Loading files into a DataArray¶
Observe first that open_rasterio
works on local file paths and remote URLs.
- Predictably, local access is faster than remote access.
%%time
LOCAL_PATH = Path.cwd().parent / 'assets' / 'OPERA_L3_DIST-ALERT-HLS_T10TEM_20220815T185931Z_20220817T153514Z_S2A_30_v0.1_VEG-ANOM-MAX.tif'
data = rio.open_rasterio(LOCAL_PATH)
%%time
REMOTE_URL ='https://opera-provisional-products.s3.us-west-2.amazonaws.com/DIST/DIST_HLS/WG/DIST-ALERT/McKinney_Wildfire/OPERA_L3_DIST-ALERT-HLS_T10TEM_20220815T185931Z_20220817T153514Z_S2A_30_v0.1/OPERA_L3_DIST-ALERT-HLS_T10TEM_20220815T185931Z_20220817T153514Z_S2A_30_v0.1_VEG-ANOM-MAX.tif'
data_remote = rio.open_rasterio(REMOTE_URL)
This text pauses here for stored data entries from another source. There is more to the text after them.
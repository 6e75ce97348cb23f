//! Protocol state of a gateway session, independent of the socket.

use std::time::Duration;

use log::{debug, info, warn};
use serde_json::Value;

use super::{
    opcode::Opcode,
    payload::{GatewayPayload, Hello, Ready},
};
use crate::error::{Error, Result};

/// What the connection should do in response to a payload.
#[derive(Debug, Clone)]
pub enum Action {
    StartHeartbeat(Duration),
    Identify,
    Resume,
    Ack,
    BeatNow,
    Ready(Box<Ready>),
    Resumed,
    Dispatch { name: String, data: Value },
    Reconnect { resume: bool },
}

#[derive(Debug, Clone, Default)]
pub struct Session {
    pub session_id: Option<String>,
    pub resume_url: Option<String>,
    pub sequence: Option<u64>,
}

impl Session {
    pub fn new() -> Self {
        Self::default()
    }

    pub fn can_resume(&self) -> bool {
        self.session_id.is_some() && self.sequence.is_some()
    }

    pub fn clear(&mut self) {
        self.session_id = None;
        self.resume_url = None;
        self.sequence = None;
    }

    pub fn handle(&mut self, payload: GatewayPayload) -> Result<Vec<Action>> {
        if let Some(sequence) = payload.s {
            self.sequence = Some(sequence);
        }

        let actions = match payload.opcode() {
            Some(Opcode::Hello) => {
                let hello: Hello = serde_json::from_value(payload.d.unwrap_or_default())?;
                if hello.heartbeat_interval == 0 {
                    return Err(Error::Gateway("hello with a zero heartbeat interval".into()));
                }
                let interval = Duration::from_millis(hello.heartbeat_interval);
                let login = if self.can_resume() {
                    Action::Resume
                } else {
                    Action::Identify
                };
                vec![Action::StartHeartbeat(interval), login]
            }
            Some(Opcode::HeartbeatAck) => vec![Action::Ack],
            Some(Opcode::Heartbeat) => vec![Action::BeatNow],
            Some(Opcode::Dispatch) => self.dispatch(payload.t, payload.d)?,
            Some(Opcode::Reconnect) => {
                info!("gateway requested a reconnect");
                vec![Action::Reconnect { resume: true }]
            }
            Some(Opcode::InvalidSession) => {
                let resumable = payload.d.and_then(|d| d.as_bool()).unwrap_or(false);
                warn!("session invalidated (resumable: {})", resumable);
                if !resumable {
                    self.clear();
                }
                vec![Action::Reconnect { resume: resumable }]
            }
            Some(op) => {
                debug!("ignoring send-only opcode {:?}", op);
                Vec::new()
            }
            None => {
                debug!("ignoring unknown opcode {}", payload.op);
                Vec::new()
            }
        };
        Ok(actions)
    }

    fn dispatch(&mut self, name: Option<String>, data: Option<Value>) -> Result<Vec<Action>> {
        let name = name.ok_or_else(|| Error::Gateway("dispatch without event name".into()))?;
        let data = data.unwrap_or_default();

        let actions = match name.as_str() {
            "READY" => {
                let ready: Ready = serde_json::from_value(data.clone())?;
                self.session_id = Some(ready.session_id.clone());
                self.resume_url = Some(ready.resume_gateway_url.clone());
                vec![
                    Action::Ready(Box::new(ready)),
                    Action::Dispatch { name, data },
                ]
            }
            "RESUMED" => vec![Action::Resumed],
            _ => vec![Action::Dispatch { name, data }],
        };
        Ok(actions)
    }
}
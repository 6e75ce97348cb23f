//! Gateway connection: protocol state, heartbeat and socket lifecycle.

pub mod kokoro;
pub mod opcode;
pub mod payload;
pub mod session;
pub mod shard;

pub use kokoro::{HeartbeatSignal, Kokoro, KokoroConfig, KokoroState, DEFAULT_LATENCY};
pub use shard::{GatewayEvent, Shard, ShardHandle};
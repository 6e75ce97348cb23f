use std::{fmt, str::FromStr};

use chrono::{DateTime, TimeZone, Utc};
use serde::{de, Deserialize, Deserializer, Serialize, Serializer};

use crate::error::Error;

/// Milliseconds between the unix epoch and the first second of 2015.
pub const DISCORD_EPOCH: u64 = 1_420_070_400_000;

const TIMESTAMP_SHIFT: u32 = 22;
const MAX_TIMESTAMP: u64 = (1 << 42) - 1;

/// A Discord identifier.
///
/// The upper 42 bits hold the creation time in milliseconds since
/// [`DISCORD_EPOCH`], so sorting snowflakes sorts by creation time.
#[derive(Debug, Clone, Copy, PartialEq, Eq, PartialOrd, Ord, Hash, Default)]
pub struct Snowflake(u64);

impl Snowflake {
    pub const fn new(id: u64) -> Self {
        Self(id)
    }

    pub const fn get(self) -> u64 {
        self.0
    }

    pub fn timestamp_millis(self) -> u64 {
        (self.0 >> TIMESTAMP_SHIFT) + DISCORD_EPOCH
    }

    pub fn created_at(self) -> DateTime<Utc> {
        // 42 bits of milliseconds always fit in an i64
        Utc.timestamp_millis_opt(self.timestamp_millis() as i64)
            .single()
            .unwrap_or_default()
    }

    /// The lowest snowflake created at `at`. Useful as a pagination bound.
    ///
    /// Instants before the Discord epoch clamp to zero, instants past the
    /// 42-bit timestamp range clamp to its end.
    pub fn from_created_at(at: DateTime<Utc>) -> Self {
        let millis = at.timestamp_millis().max(0) as u64;
        let offset = millis.saturating_sub(DISCORD_EPOCH).min(MAX_TIMESTAMP);
        Self(offset << TIMESTAMP_SHIFT)
    }
}

impl From<u64> for Snowflake {
    fn from(id: u64) -> Self {
        Self(id)
    }
}

impl From<Snowflake> for u64 {
    fn from(id: Snowflake) -> Self {
        id.0
    }
}

impl PartialEq<u64> for Snowflake {
    fn eq(&self, other: &u64) -> bool {
        self.0 == *other
    }
}

impl fmt::Display for Snowflake {
    fn fmt(&self, f: &mut fmt::Formatter<'_>) -> fmt::Result {
        self.0.fmt(f)
    }
}

impl FromStr for Snowflake {
    type Err = Error;

    fn from_str(s: &str) -> Result<Self, Self::Err> {
        s.parse::<u64>()
            .map(Self)
            .map_err(|_| Error::InvalidSnowflake(s.to_string()))
    }
}

impl Serialize for Snowflake {
    fn serialize<S: Serializer>(&self, serializer: S) -> Result<S::Ok, S::Error> {
        serializer.collect_str(&self.0)
    }
}

impl<'de> Deserialize<'de> for Snowflake {
    fn deserialize<D: Deserializer<'de>>(deserializer: D) -> Result<Self, D::Error> {
        struct Visitor;

        impl de::Visitor<'_> for Visitor {
            type Value = Snowflake;

            fn expecting(&self, f: &mut fmt::Formatter<'_>) -> fmt::Result {
                f.write_str("a snowflake as a string or an integer")
            }

            fn visit_u64<E: de::Error>(self, v: u64) -> Result<Snowflake, E> {
                Ok(Snowflake(v))
            }

            fn visit_i64<E: de::Error>(self, v: i64) -> Result<Snowflake, E> {
                u64::try_from(v)
                    .map(Snowflake)
                    .map_err(|_| E::custom("negative snowflake"))
            }

            fn visit_str<E: de::Error>(self, v: &str) -> Result<Snowflake, E> {
                v.parse().map_err(E::custom)
            }
        }

        deserializer.deserialize_any(Visitor)
    }
}

/// Anything addressable by a snowflake.
pub trait Identified {
    fn id(&self) -> Snowflake;
}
This next operation compares elements of an Xarray DataArray
elementwise (the use of the .all
method is similar to what we would do to compare NumPy arrays). This is generally not an advisable way to compare arrays, series, dataframes, or other large data structures that contain floating-point data. However, in this particular instance, as the two data structures have been read from the same file stored in two different locations, element-by-element comparison makes sense. It confirms that the data loaded into memory from two different sources is identical in every bit.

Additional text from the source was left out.